If a line of the material holds the string "derive", please copy it.
------
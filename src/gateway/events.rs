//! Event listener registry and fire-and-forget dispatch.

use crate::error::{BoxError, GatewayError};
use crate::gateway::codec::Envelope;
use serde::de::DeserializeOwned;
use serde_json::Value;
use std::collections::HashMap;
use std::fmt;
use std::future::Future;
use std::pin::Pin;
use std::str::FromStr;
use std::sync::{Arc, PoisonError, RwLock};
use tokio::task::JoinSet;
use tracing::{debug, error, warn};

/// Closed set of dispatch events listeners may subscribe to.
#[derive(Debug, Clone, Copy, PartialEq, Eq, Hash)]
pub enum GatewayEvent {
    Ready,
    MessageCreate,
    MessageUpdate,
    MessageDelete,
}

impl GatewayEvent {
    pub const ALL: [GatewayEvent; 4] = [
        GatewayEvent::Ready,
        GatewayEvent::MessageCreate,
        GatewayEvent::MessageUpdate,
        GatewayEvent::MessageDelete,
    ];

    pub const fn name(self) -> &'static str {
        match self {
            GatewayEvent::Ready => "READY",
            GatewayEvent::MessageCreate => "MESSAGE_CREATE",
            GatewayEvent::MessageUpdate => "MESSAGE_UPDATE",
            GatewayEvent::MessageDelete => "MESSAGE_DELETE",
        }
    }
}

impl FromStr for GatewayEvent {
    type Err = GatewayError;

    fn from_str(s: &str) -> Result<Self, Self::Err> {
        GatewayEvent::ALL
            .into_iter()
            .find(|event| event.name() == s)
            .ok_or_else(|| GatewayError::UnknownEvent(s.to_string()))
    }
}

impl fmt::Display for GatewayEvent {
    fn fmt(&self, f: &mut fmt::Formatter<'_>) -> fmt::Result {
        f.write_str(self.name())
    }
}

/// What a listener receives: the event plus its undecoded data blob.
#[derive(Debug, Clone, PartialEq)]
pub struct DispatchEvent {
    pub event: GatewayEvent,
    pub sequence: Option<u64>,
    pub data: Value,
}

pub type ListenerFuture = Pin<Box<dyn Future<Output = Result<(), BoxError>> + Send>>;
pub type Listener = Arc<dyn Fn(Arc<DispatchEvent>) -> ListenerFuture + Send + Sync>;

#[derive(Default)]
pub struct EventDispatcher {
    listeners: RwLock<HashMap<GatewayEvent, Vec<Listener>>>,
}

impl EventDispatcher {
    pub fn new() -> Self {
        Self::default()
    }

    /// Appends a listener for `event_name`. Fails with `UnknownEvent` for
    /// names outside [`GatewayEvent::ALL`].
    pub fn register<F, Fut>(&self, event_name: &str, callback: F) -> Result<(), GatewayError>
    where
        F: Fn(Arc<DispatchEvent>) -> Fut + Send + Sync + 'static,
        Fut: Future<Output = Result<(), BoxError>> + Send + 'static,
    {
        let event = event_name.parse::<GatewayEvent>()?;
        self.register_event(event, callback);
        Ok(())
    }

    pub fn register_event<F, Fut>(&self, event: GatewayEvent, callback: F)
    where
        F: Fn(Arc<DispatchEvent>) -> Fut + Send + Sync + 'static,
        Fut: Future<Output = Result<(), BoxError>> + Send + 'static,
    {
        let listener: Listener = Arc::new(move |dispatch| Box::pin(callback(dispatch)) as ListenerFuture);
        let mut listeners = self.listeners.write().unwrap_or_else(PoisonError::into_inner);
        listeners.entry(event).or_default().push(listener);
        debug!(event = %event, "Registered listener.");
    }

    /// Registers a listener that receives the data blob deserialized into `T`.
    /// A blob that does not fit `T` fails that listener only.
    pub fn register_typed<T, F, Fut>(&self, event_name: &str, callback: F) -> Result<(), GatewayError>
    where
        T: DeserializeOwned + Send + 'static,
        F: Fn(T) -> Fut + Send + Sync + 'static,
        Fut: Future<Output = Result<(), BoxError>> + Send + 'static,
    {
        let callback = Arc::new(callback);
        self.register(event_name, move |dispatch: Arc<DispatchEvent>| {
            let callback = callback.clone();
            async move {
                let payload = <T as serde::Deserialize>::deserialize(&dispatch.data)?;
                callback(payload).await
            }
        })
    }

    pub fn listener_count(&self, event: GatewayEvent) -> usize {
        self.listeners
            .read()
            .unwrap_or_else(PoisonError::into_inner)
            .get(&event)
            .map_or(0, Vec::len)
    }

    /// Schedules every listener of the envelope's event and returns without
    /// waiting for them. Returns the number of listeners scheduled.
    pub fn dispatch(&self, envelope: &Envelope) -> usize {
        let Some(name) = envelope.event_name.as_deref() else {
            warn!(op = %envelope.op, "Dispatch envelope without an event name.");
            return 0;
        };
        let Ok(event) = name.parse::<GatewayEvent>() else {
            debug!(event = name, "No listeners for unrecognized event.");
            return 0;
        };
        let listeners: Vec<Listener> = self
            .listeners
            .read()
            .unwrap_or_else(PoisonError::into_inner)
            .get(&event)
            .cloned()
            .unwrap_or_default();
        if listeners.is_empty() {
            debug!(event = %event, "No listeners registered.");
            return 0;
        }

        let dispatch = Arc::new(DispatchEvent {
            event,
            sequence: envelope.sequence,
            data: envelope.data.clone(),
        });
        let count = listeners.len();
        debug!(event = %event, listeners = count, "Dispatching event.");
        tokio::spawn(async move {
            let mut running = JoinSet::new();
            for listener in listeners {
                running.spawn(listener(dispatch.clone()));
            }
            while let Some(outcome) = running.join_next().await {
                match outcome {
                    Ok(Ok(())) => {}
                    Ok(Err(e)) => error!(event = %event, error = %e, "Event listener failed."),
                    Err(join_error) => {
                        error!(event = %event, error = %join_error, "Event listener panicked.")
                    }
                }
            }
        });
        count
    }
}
------
> Response:
#[derive(Debug, Clone, Copy, PartialEq, Eq, Hash)]
#[derive(Debug, Clone, PartialEq)]
#[derive(Default)]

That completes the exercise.